# What Color?



## FreeFlyer (Jul 21, 2009)

Can anyone help me identify (classify) the colors of these birds? The first picture is of my hen and I think she is considered a brown bar. The second picture is of the cock and i'm thinking that he is considered an ash-red bar (dilute maybe?) This is only my guess but i'm pretty new to the whole color classifying thing? any help would be greatly appreciated. 

Also, what colors would the babies be? I'm planning on breeding them.


----------



## george simon (Feb 28, 2006)

*The first one looks to to be a brown bar, the second bird may be an OPAL of some type*...... GEORGE


----------



## Airbaby (Aug 9, 2008)

Those are some cool lookin colors, are these racers? I see they have booted (feathered) legs, something I dont see much of.


----------



## jbangelfish (Mar 22, 2008)

*I agree with George*

But they could both be opal in my opinion. Something is affecting the bars on the brown hen. These are also very young pictures and the birds are likely to change to a degree.

Bill


----------



## irretractable (Jun 4, 2008)

They're very pretty! And young...when did you get them?


----------



## MaryOfExeter (Sep 30, 2007)

Opals were my first thought too. They're pretty though, and the brown bar is so cute with her little beak 
These definitely aren't homers. I'm thinking one is a roller?


----------



## FreeFlyer (Jul 21, 2009)

I got them a few weeks ago. When I bought them I was told that they were rollers. But the lady I bought them from did not specify what kind of roller. The hen is quite small in the hand compared to the cock. I'm thinking she might be an american roller and the cock might be a birm. roller. Thanks for the imput ya'll


----------



## trinity (May 18, 2007)

the hen looks like a figurita

the cock is a brown bar
hen is an opal as others called it


----------



## trinity (May 18, 2007)

hey freeflyer there isone more hidden photo of a cheker can u please post that too and if possible allbird photos in your album. If they are rollers or tumblers then they are of very good quality, thats what i can tell


----------



## MaryOfExeter (Sep 30, 2007)

I don't know...the little one doesn't look much like a roller. Not with that tiny beak  I agree, does look like it has some figurita in it if possible.


----------



## FreeFlyer (Jul 21, 2009)

yeah I kind of thought that she was a figuita at first too but she doesn't seem to show the little puffy/curly feathers on her chest. I suppose those could come in later. or she might just have some figuita blood in her. 

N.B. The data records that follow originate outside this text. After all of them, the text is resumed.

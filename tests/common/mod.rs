//! Common utilities for integration tests

pub mod fixtures;
pub mod test_helpers;

// Re-export commonly used items
pub use fixtures::{cubic_lattice, linear_chain, water};
pub use test_helpers::{assert_vectors_close, relative_error};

Anywho, I'll try to post some more pictures of my birds latter. Thanks guys


----------



## trinity (May 18, 2007)

yes i am sure that the hen is a figurita, the male looks like a tumbler or a roller no idea about it. just remember to post me the photos of your birds they are beautiful


----------



## FreeFlyer (Jul 21, 2009)

*dark check cock*

Here's a picture of the check bird next to the other cock


----------



## trinity (May 18, 2007)

yes thats very good bird its a tumbler.
its will get a orange eyes once it becomes adult. we all it a pilanka here in india


----------



## MaryOfExeter (Sep 30, 2007)

Pretty  A tumbler or a roller. Many times a lot of tumbler breeds look a lot like rollers. I see he has some bronze in him as well.


----------



## trinity (May 18, 2007)

yeah, the bronze will fade out as he grows and he will turn to be a pure checker.


----------



## FreeFlyer (Jul 21, 2009)

Cool thank. Nice to know.


----------